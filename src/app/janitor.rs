//! Scoped per-job temp workspace
//!
//! Every temporary file a job creates (downloaded source, per-segment
//! outputs) lives under one workspace directory that is removed when the
//! workspace is dropped, on every exit path.

use std::path::Path;

use tempfile::TempDir;

use crate::error::ClipmillResult;

/// A job's temp directory with unconditional release on drop
pub struct JobWorkspace {
    dir: TempDir,
}

impl JobWorkspace {
    /// Create a fresh workspace under `base`, creating `base` if needed
    pub fn create(base: &Path) -> ClipmillResult<Self> {
        std::fs::create_dir_all(base)?;
        let dir = tempfile::Builder::new().prefix("job_").tempdir_in(base)?;
        Ok(Self { dir })
    }

    pub fn path(&self) -> &Path {
        self.dir.path()
    }
}

#[cfg(test)]
mod tests {
    use super::*;

    #[test]
    fn test_workspace_removed_on_drop() {
        let base = tempfile::tempdir().unwrap();
        let leftover;
        {
            let workspace = JobWorkspace::create(base.path()).unwrap();
            leftover = workspace.path().to_path_buf();
            std::fs::write(workspace.path().join("clip_0_10.mp4"), b"data").unwrap();
            assert!(leftover.exists());
        }
        assert!(!leftover.exists());
    }

    #[test]
    fn test_workspaces_are_distinct() {
        let base = tempfile::tempdir().unwrap();
        let a = JobWorkspace::create(base.path()).unwrap();
        let b = JobWorkspace::create(base.path()).unwrap();
        assert_ne!(a.path(), b.path());
    }
}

※

Copy out, from the material above, each line in which the string "JobWorkspace" is found.

■ THE ANSWER
pub struct JobWorkspace {
impl JobWorkspace {
            let workspace = JobWorkspace::create(base.path()).unwrap();
        let a = JobWorkspace::create(base.path()).unwrap();
        let b = JobWorkspace::create(base.path()).unwrap();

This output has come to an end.